Standards of reasoning, administrative procedure, and the protection of urban wetlands
an analysis of judgments by the Chilean Third Environmental Tribunal
DOI:
https://doi.org/10.29393/DA1-2ASIL10002Keywords:
Urban Wetland, Third Environmental Court, Law No. 21,202, declaration, environmental law, jurisprudence, Environmental Impact Assessment System (SEIA), property rights, urban conservation.Abstract
The implementation of Law No. 21.202 on urban wetlands has sparked an intense legal debate over the balance between environmental protection and urban development. This article examines the role of the Third Environmental Court in shaping the jurisprudence of this regulation, analyzing both its consolidated criteria and the recent interpretive shift concerning the annulment of declarations due to procedural defects.

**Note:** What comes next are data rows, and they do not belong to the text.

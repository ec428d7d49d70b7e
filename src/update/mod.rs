pub mod sprint;
pub mod workflow;

pub use sprint::update_story_status;
pub use workflow::update_item_status;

Through the analysis of the landmark cases Mallinko Abtao Lawal, Valle Volcanes, and La Poza and Delta del Trancura, the study explores the standards of reasoning required from the Ministry of the Environment, the limits of the principle of legality, the duty of indigenous consultation, and potential abuse of power. Finally, it contrasts this approach with the Supreme Court’s preventive doctrine and the supervisory role of the Environmental Superintendency, concluding that the fragility of these ecosystems demands a uniform standard grounded in the preventive principle to coherently guide administrative and judicial action.